◆ Extracted information ◆
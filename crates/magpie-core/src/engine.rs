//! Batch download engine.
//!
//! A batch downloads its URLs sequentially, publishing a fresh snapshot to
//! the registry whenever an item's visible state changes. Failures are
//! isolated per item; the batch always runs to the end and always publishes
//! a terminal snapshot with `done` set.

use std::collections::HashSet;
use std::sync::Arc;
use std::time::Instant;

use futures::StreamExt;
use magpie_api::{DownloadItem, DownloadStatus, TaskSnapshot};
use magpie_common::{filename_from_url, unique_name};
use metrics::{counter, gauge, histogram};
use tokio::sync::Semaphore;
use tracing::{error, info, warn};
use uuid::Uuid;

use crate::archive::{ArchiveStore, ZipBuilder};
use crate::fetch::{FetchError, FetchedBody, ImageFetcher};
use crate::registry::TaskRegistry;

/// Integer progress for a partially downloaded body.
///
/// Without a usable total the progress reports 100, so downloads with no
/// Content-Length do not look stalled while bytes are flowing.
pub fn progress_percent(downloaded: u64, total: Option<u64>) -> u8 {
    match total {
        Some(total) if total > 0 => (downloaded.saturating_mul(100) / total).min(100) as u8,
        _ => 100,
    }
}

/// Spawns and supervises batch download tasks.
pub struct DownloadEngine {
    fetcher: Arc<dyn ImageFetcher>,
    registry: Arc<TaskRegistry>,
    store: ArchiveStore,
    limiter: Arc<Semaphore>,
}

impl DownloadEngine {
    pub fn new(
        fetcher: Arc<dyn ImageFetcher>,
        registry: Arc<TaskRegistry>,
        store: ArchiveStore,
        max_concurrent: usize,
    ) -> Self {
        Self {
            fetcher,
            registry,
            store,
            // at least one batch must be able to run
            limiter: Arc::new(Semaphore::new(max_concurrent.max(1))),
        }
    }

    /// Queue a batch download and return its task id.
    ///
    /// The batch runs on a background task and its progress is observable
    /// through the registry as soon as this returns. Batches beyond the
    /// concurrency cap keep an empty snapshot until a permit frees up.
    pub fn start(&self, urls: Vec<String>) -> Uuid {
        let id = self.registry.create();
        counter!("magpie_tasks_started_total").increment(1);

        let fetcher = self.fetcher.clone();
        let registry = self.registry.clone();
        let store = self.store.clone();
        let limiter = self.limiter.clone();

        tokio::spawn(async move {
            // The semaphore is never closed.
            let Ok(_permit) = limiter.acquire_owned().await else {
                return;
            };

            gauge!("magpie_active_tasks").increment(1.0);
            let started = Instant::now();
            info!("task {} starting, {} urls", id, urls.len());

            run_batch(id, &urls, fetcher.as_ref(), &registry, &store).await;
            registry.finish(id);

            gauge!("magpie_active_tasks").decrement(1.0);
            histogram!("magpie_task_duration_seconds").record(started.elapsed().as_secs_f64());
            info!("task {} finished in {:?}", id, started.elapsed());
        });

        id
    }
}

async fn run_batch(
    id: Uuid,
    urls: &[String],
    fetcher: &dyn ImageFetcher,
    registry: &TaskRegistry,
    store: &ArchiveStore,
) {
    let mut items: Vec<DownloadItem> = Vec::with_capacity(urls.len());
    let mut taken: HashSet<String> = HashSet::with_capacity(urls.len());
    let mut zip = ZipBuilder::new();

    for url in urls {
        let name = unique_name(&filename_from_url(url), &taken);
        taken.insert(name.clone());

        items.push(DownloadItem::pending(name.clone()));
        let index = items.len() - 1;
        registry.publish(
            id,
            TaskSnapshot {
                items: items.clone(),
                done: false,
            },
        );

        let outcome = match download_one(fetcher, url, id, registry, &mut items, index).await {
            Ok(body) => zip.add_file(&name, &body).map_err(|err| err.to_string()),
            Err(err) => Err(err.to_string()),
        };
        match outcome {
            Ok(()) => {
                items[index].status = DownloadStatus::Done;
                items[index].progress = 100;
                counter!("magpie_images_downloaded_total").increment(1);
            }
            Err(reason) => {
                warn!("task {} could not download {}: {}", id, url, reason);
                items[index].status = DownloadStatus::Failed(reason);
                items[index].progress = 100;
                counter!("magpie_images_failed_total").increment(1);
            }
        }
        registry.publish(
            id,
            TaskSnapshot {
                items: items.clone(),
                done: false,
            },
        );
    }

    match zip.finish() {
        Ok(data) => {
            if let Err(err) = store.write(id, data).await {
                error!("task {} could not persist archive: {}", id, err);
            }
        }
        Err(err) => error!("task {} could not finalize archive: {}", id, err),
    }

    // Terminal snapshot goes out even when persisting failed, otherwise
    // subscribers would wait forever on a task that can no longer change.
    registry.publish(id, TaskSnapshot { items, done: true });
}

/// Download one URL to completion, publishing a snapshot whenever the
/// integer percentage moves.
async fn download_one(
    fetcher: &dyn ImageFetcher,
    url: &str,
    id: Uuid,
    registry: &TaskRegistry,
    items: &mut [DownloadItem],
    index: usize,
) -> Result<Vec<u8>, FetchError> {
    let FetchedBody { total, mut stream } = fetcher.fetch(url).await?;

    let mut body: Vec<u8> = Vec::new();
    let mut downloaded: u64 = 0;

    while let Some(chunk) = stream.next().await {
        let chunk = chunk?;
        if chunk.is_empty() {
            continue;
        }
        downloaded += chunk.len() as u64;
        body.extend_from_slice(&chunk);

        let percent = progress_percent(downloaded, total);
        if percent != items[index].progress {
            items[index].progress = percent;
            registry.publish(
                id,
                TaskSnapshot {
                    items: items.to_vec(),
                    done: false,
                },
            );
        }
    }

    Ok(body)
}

==

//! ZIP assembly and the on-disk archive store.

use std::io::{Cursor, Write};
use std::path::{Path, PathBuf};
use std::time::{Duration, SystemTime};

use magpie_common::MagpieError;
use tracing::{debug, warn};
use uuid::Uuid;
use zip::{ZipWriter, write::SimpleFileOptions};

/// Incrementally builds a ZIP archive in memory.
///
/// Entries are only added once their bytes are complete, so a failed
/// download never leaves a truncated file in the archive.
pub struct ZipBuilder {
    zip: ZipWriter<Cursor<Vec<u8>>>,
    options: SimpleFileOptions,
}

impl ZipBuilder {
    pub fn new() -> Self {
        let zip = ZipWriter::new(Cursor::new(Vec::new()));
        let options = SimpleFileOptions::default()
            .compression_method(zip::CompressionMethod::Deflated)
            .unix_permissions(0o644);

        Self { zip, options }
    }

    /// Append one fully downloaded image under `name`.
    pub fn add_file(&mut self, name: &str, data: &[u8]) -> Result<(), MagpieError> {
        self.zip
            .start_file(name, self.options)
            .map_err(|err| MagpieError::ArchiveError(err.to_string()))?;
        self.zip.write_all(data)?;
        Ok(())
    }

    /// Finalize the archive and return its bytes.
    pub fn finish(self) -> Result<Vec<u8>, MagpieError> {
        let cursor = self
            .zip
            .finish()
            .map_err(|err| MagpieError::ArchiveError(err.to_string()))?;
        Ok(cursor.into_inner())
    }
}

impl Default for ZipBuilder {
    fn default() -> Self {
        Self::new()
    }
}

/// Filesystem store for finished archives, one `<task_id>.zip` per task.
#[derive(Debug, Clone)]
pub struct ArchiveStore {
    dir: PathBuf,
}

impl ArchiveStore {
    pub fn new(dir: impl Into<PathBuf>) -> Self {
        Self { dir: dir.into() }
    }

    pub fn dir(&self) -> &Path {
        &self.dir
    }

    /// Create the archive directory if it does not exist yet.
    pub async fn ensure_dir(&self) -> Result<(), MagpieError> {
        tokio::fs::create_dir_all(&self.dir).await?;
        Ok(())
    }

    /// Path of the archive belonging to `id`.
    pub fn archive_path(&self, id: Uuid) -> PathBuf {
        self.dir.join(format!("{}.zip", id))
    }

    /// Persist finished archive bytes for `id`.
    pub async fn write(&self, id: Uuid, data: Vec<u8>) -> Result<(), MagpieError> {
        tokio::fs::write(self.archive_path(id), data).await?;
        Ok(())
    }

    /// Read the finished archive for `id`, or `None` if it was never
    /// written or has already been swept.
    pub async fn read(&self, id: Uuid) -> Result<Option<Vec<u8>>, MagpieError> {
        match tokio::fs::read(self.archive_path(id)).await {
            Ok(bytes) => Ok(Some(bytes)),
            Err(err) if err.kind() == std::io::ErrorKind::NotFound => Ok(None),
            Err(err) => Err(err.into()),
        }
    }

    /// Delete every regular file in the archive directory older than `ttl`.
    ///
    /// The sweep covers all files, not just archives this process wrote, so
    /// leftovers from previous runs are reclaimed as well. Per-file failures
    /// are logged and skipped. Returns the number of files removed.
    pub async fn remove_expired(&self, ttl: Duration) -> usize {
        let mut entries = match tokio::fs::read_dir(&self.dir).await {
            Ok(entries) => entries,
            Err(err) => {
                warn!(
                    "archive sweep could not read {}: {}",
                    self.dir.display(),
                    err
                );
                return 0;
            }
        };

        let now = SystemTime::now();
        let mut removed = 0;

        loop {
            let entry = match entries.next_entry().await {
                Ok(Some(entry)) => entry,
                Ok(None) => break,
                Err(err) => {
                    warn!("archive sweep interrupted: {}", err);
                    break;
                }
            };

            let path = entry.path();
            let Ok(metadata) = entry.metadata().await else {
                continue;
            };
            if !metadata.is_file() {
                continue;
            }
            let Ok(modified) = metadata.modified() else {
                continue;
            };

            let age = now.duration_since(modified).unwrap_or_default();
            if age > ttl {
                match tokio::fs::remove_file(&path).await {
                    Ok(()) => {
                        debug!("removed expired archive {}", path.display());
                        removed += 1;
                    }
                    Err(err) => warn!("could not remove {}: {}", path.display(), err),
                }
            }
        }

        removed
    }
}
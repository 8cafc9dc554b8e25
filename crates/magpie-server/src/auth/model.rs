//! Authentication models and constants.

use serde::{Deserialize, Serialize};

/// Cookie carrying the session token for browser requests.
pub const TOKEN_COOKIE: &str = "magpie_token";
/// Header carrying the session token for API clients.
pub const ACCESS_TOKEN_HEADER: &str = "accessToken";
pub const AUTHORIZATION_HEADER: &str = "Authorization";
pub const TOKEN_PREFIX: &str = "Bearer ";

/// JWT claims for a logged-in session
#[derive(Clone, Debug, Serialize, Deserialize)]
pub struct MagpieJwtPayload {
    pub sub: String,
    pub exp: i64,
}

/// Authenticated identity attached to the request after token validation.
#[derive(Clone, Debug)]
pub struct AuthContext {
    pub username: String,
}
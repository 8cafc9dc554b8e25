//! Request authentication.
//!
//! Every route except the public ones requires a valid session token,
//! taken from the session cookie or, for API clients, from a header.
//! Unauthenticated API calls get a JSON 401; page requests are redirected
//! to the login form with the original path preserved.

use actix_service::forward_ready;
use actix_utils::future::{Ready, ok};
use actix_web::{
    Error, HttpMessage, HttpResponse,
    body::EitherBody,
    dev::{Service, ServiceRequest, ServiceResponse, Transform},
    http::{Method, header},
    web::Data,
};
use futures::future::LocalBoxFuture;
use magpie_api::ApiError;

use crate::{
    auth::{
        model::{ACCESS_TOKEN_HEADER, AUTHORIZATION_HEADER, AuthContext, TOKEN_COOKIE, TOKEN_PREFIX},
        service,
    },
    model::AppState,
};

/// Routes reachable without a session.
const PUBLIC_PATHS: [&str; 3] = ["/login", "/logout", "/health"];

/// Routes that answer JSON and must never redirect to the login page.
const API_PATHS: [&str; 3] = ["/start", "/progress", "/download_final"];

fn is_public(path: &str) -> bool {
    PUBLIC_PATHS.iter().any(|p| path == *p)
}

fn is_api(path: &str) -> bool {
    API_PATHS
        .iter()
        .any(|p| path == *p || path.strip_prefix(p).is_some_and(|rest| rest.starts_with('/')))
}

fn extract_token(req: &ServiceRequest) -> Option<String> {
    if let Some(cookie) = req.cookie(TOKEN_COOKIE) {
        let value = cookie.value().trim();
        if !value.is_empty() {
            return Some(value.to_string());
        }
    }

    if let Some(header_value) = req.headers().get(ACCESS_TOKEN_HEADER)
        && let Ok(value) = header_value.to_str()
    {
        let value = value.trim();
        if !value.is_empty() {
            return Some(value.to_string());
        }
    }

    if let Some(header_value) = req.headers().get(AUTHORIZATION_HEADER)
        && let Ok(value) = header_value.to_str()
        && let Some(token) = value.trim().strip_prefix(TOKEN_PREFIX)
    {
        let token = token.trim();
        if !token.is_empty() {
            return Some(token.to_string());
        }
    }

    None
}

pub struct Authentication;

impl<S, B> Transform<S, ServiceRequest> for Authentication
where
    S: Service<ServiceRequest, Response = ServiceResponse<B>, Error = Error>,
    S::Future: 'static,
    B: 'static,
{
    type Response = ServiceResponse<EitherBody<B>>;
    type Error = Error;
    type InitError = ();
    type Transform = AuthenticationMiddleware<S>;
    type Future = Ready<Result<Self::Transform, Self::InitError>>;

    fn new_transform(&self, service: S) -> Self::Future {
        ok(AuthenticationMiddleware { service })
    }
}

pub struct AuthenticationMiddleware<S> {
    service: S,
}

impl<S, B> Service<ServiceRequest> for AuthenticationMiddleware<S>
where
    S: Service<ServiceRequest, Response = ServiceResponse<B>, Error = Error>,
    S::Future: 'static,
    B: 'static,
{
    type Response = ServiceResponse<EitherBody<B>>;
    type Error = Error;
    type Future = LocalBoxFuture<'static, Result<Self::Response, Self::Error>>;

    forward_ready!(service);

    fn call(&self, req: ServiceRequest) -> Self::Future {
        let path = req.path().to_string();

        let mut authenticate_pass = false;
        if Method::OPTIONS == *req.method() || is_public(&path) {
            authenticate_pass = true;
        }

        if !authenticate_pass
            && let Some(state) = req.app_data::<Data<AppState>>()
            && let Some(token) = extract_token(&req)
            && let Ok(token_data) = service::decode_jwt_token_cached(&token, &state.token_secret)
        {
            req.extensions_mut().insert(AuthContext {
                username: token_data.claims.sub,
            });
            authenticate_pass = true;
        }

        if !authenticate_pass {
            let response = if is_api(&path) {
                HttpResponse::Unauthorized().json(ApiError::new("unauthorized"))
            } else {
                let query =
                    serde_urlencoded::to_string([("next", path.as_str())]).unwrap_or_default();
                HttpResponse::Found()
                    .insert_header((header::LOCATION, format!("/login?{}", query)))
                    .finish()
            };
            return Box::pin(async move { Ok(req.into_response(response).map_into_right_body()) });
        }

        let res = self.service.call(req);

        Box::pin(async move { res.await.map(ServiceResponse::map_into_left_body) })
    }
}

...

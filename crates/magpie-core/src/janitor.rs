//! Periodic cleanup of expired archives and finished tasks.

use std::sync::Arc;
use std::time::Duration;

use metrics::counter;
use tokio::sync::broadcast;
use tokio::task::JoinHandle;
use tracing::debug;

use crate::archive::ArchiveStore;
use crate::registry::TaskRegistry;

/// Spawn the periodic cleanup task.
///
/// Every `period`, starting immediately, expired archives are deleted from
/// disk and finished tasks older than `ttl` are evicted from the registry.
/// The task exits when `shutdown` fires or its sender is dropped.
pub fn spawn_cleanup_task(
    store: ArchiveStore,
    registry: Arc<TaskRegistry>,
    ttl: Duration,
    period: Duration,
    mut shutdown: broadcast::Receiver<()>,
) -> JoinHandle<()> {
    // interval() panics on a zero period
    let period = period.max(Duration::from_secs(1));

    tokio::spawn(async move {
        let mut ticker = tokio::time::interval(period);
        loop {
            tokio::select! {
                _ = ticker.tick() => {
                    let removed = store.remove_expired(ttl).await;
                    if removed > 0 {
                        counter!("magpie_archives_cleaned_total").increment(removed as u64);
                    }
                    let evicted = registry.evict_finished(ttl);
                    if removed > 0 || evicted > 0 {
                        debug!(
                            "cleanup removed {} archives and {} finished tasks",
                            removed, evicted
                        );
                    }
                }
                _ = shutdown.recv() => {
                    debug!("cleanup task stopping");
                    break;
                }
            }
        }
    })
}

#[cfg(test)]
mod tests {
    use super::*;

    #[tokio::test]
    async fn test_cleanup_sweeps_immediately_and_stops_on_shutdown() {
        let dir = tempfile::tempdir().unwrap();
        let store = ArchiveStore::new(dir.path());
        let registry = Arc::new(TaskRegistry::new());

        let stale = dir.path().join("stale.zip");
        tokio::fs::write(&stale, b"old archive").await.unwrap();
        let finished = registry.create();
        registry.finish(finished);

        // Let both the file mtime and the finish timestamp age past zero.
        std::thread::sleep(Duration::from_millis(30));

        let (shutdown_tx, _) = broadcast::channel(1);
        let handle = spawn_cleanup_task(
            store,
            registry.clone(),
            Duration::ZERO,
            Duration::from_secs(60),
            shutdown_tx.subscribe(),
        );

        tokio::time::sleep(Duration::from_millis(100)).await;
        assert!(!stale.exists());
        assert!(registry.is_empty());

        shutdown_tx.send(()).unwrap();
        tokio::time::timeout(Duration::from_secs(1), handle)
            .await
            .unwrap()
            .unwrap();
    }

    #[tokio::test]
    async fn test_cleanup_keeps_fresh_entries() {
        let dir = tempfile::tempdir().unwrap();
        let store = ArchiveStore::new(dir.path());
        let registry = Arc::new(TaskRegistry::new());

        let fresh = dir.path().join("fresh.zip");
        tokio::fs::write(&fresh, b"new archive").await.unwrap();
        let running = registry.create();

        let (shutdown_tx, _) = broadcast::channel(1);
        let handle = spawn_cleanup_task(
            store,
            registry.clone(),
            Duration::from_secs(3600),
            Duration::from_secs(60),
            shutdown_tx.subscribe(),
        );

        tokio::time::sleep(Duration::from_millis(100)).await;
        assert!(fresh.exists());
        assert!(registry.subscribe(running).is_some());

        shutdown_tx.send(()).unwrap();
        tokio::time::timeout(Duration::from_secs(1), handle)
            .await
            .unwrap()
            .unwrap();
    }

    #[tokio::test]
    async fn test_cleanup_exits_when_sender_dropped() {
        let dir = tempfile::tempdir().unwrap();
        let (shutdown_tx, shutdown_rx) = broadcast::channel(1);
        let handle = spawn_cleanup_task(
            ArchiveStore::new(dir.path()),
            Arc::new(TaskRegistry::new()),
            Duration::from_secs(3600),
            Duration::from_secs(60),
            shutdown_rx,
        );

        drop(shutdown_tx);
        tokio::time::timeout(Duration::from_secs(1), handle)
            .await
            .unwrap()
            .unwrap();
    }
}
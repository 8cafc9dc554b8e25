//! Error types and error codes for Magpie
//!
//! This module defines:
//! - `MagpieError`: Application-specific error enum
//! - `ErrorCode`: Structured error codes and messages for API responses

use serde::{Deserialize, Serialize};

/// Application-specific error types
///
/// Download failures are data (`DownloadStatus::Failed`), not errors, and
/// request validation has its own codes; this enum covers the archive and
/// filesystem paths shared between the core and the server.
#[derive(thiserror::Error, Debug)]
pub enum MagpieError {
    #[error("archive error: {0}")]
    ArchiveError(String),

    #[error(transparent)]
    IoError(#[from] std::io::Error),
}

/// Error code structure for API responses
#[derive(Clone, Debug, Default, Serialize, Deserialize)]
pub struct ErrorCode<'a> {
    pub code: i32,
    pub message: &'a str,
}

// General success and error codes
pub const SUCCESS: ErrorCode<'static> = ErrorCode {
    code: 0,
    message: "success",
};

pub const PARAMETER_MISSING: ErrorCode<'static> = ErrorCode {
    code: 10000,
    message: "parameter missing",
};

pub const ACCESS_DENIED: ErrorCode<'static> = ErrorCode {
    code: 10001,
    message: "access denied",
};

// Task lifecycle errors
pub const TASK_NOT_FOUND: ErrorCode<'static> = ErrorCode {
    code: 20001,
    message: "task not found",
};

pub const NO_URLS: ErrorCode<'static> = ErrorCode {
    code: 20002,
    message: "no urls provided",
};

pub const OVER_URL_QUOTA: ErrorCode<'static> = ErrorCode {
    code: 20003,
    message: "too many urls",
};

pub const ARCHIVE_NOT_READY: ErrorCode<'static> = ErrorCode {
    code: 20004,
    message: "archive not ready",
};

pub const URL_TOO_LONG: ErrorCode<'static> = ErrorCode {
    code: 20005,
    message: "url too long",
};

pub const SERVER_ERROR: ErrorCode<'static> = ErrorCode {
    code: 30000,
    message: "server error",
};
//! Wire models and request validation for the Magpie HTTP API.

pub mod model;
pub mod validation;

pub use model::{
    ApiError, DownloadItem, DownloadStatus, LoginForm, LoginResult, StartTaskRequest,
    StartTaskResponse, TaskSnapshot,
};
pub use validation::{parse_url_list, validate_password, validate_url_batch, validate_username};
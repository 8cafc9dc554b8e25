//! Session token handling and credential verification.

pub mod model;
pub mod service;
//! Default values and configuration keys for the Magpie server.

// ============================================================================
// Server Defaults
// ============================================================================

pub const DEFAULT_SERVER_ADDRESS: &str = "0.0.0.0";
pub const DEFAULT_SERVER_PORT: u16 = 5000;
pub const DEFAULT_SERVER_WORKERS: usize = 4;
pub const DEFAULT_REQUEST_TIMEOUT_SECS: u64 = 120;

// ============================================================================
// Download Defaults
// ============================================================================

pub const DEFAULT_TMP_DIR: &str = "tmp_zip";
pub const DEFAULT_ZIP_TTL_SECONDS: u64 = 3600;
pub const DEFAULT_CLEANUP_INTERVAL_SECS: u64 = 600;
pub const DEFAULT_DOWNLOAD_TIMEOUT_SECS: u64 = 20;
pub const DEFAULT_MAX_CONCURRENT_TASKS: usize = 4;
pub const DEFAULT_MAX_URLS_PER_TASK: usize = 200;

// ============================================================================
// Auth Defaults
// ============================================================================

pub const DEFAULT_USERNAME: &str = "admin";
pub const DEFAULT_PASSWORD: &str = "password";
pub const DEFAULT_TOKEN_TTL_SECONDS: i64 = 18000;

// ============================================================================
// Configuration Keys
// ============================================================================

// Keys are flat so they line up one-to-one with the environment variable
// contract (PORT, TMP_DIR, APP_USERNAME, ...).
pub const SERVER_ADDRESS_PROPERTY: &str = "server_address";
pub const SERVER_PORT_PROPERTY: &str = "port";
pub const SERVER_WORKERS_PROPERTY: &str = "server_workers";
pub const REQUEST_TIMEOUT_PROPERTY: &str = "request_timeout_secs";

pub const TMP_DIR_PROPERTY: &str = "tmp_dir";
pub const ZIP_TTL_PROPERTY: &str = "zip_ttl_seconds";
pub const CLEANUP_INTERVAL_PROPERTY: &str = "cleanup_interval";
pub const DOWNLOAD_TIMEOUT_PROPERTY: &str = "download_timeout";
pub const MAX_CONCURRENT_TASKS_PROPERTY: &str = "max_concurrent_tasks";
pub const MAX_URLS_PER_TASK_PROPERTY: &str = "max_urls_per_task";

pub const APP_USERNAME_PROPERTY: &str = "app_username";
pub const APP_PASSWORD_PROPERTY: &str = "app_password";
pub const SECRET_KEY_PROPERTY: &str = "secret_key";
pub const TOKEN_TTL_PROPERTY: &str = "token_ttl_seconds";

◆ Your goal ◆
Copy, exactly and only, the lines above that begin with the one containing "filename crates/magpie-core/src/engine.rs" and finish with the one containing "a terminal snapshot".

◆ Output of the exercise ◆
filename crates/magpie-core/src/engine.rs
//! Batch download engine.
//!
//! A batch downloads its URLs sequentially, publishing a fresh snapshot to
//! the registry whenever an item's visible state changes. Failures are
//! isolated per item; the batch always runs to the end and always publishes
//! a terminal snapshot with `done` set.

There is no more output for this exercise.